L’ab-sens politique
La pratique politique nous avait accoutumé à évaluer, en tant que citoyens et électeurs, les valeurs de vérité qui s’expriment dans les discours politiques. Il s’agissait pour chacun d’entre nous de statuer sur les valeurs de vraisemblance et/ou de sincérité de la parole politique au sens large.

La situation engendrée par la dissolution est dangereuse à bien des égards, comme cela a été largement montré et commenté. Pour ce qui nous concerne, elle l’est aussi par le nouveau régime de sens qu’elle instaure – qui certes n’est pas né avec elle[1] – mais qu’elle libère pleinement. Ce régime, c’est celui de l’ab-sens politique.

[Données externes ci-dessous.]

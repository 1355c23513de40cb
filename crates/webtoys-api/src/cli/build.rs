//! One-shot build command.

use anyhow::Result;
use console::style;

use crate::state::AppState;

/// Run a single build invocation and print its result.
///
/// Exits non-zero when the build reports `success: false`.
pub async fn build(
    state: &AppState,
    description: &str,
    user_id: Option<&str>,
    json: bool,
) -> Result<()> {
    let sender = state.orchestrator.identify(user_id);
    if !json {
        println!();
        println!(
            "  {} Sending build request as {}",
            style("📨").bold(),
            style(sender.as_str()).cyan()
        );
        if state.orchestrator.classifier().is_artifact_producing(description) {
            println!(
                "  {}",
                style(format!(
                    "Waiting up to {}s for the app to be published...",
                    state.config.poll.max_wait_ms / 1000
                ))
                .dim()
            );
        }
    }

    let result = state.run_build(description, user_id).await;

    if json {
        println!("{}", serde_json::to_string_pretty(&result)?);
    } else {
        println!();
        if result.success {
            println!("  {} {}", style("✓").green(), result.summary());
            if let Some(url) = &result.app_url {
                println!("  {}", style(url).cyan().underlined());
            }
        } else {
            println!("  {} {}", style("✗").red(), result.summary());
        }
        println!();
    }

    if !result.success {
        anyhow::bail!(result.error.unwrap_or_else(|| "build failed".to_string()));
    }
    Ok(())
}
//! WebhookDispatcher -- concrete [`BuildDispatcher`] posting to the downstream
//! SMS bot's inbound webhook.
//!
//! Each call is exactly one form-encoded POST; nothing is retried.

use reqwest::StatusCode;

use webtoys_core::dispatch::BuildDispatcher;
use webtoys_types::config::RelayConfig;
use webtoys_types::error::DispatchError;
use webtoys_types::request::{BuildRequest, DispatchAck};

pub struct WebhookDispatcher {
    client: reqwest::Client,
    endpoint: String,
    strict_status: bool,
}

impl WebhookDispatcher {
    pub fn new(config: &RelayConfig) -> reqwest::Result<Self> {
        let client = reqwest::Client::builder()
            .timeout(config.downstream.request_timeout())
            .user_agent(crate::USER_AGENT)
            .build()?;

        Ok(Self {
            client,
            endpoint: format!(
                "{}{}",
                config.downstream.webhook_base_url.trim_end_matches('/'),
                config.dispatch.webhook_path
            ),
            strict_status: config.dispatch.strict_status,
        })
    }

    pub fn endpoint(&self) -> &str {
        &self.endpoint
    }
}

impl BuildDispatcher for WebhookDispatcher {
    async fn dispatch(&self, request: &BuildRequest) -> Result<DispatchAck, DispatchError> {
        let response = self
            .client
            .post(&self.endpoint)
            .form(request)
            .send()
            .await
            .map_err(|e| DispatchError::Transport(e.to_string()))?;

        let status = response.status();
        if status == StatusCode::NOT_FOUND {
            return Err(DispatchError::NotFound);
        }

        if !status.is_success() {
            if self.strict_status {
                return Err(DispatchError::Rejected {
                    status: status.as_u16(),
                });
            }
            tracing::warn!(
                status = status.as_u16(),
                endpoint = %self.endpoint,
                "webhook returned non-success status, treating as acknowledged"
            );
        }

        Ok(DispatchAck {
            status: status.as_u16(),
        })
    }
}
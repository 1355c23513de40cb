//! Business logic and port trait definitions for the Webtoys relay.
//!
//! This crate defines the "ports" (dispatcher, artifact store, token digest)
//! that the infrastructure layer implements, plus the correlation-and-poll
//! protocol built on top of them. It depends only on `webtoys-types` --
//! never on `webtoys-infra` or any HTTP crate.

pub mod classify;
pub mod dispatch;
pub mod identity;
pub mod orchestrator;
pub mod poller;
pub mod store;
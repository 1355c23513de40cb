//! Observability setup for the Webtoys relay: tracing subscriber
//! initialization with optional OpenTelemetry span export.

pub mod tracing_setup;
//! Webtoys relay CLI and HTTP tool server entry point.
//!
//! Binary name: `webtoys-relay`
//!
//! Parses CLI arguments, loads configuration, wires the orchestrator to its
//! downstream adapters, then runs a one-shot command or serves the tools
//! over HTTP.

mod cli;
mod config;
mod http;
mod state;

use clap::Parser;

use cli::{Cli, Commands, ConfigCommand};
use config::{ServerOverrides, load_config};
use state::AppState;
use webtoys_observe::tracing_setup::{TracingOptions, init_tracing, shutdown_tracing};

#[tokio::main]
async fn main() -> anyhow::Result<()> {
    let cli = Cli::parse();

    let tracing_options = TracingOptions {
        json: cli.log_json,
        otel: cli.otel,
        ..TracingOptions::default()
    }
    .with_verbosity(cli.verbose, cli.quiet);
    init_tracing(&tracing_options).map_err(|e| anyhow::anyhow!(e))?;

    let result = run(cli).await;
    shutdown_tracing();
    result
}

async fn run(cli: Cli) -> anyhow::Result<()> {
    let server = match &cli.command {
        Commands::Serve { port, host } => ServerOverrides {
            host: host.clone(),
            port: *port,
        },
        _ => ServerOverrides::default(),
    };

    // Static info needs no configuration at all.
    if let Commands::Info = cli.command {
        return cli::info::info(cli.json);
    }

    let loaded = load_config(&cli.config, &server)?;

    match cli.command {
        Commands::Info => unreachable!("handled above"),

        Commands::Identity { token } => {
            cli::identity::identity(&loaded.relay, token.as_deref(), cli.json)?;
        }

        Commands::Config {
            action: ConfigCommand::Show,
        } => {
            cli::config::show(&loaded, cli.json)?;
        }

        Commands::Build {
            description,
            user_id,
        } => {
            let state = AppState::init(loaded)?;
            let shutdown = state.shutdown.clone();
            tokio::spawn(async move {
                shutdown_signal().await;
                shutdown.cancel();
            });
            cli::build::build(&state, &description, user_id.as_deref(), cli.json).await?;
        }

        Commands::Serve { .. } => {
            let state = AppState::init(loaded)?;
            let addr = format!("{}:{}", state.config.server.host, state.config.server.port);
            let listener = tokio::net::TcpListener::bind(&addr).await?;

            tracing::info!(
                %addr,
                webhook = %state.config.downstream.webhook_base_url,
                store = %state.config.downstream.store_base_url,
                max_concurrent_builds = state.config.server.max_concurrent_builds,
                "tool server starting"
            );
            if !cli.quiet {
                println!(
                    "  {} Webtoys relay listening on {}",
                    console::style("⚡").bold(),
                    console::style(format!("http://{addr}")).cyan()
                );
                println!("  {}", console::style("Press Ctrl+C to stop").dim());
            }

            let shutdown = state.shutdown.clone();
            let router = http::router::build_router(state);

            axum::serve(listener, router)
                .with_graceful_shutdown(async move {
                    shutdown_signal().await;
                    // Ends in-flight poll loops.
                    shutdown.cancel();
                })
                .await?;

            if !cli.quiet {
                println!("\n  Server stopped.");
            }
        }
    }

    Ok(())
}

/// Wait for Ctrl+C or SIGTERM.
async fn shutdown_signal() {
    let ctrl_c = async {
        if let Err(e) = tokio::signal::ctrl_c().await {
            tracing::error!(error = %e, "failed to install Ctrl+C handler");
            std::future::pending::<()>().await;
        }
    };

    #[cfg(unix)]
    let terminate = async {
        match tokio::signal::unix::signal(tokio::signal::unix::SignalKind::terminate()) {
            Ok(mut signal) => {
                signal.recv().await;
            }
            Err(e) => {
                tracing::error!(error = %e, "failed to install SIGTERM handler");
                std::future::pending::<()>().await;
            }
        }
    };

    #[cfg(not(unix))]
    let terminate = std::future::pending::<()>();

    tokio::select! {
        _ = ctrl_c => {},
        _ = terminate => {},
    }

    tracing::info!("shutdown signal received");
}
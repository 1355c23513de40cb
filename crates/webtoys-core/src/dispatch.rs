//! BuildDispatcher trait definition.

use webtoys_types::error::DispatchError;
use webtoys_types::request::{BuildRequest, DispatchAck};

/// Sends a build request to the downstream app builder.
///
/// Implementations issue exactly one outbound call per invocation and never
/// retry. A 404 from the endpoint is `DispatchError::NotFound`; transport
/// failures are `DispatchError::Transport`.
///
/// Implementations live in webtoys-infra (e.g., `WebhookDispatcher`).
pub trait BuildDispatcher: Send + Sync {
    fn dispatch(
        &self,
        request: &BuildRequest,
    ) -> impl std::future::Future<Output = Result<DispatchAck, DispatchError>> + Send;
}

Le préfixe « ab » signifie « loin de » ou « hors de » selon les cas. Ainsi, l’ab-sens serait une forme de « hors sens ». Si le langage et le sens nous instituent dans notre humanité, ce qui nous caractérise, plus précisément, c’est notre aptitude à participer au processus de signification. Processus par lequel des signes, émis par des instances individuelles ou collectives, produisent du sens à partir d’un acte d’interprétation par ceux qui les reçoivent. Et l’interprétation n’est possible que par la connaissance d’un système de code. C’est un ensemble de conventions qui permet d’associer à un « signifiant » – qui peut être un mot, une forme, un geste – un « signifié » c’est-à-dire une signification stabilisée. Le code, que l’on acquiert par expérience et apprentissage, est la condition pour que le monde autour de nous signifie.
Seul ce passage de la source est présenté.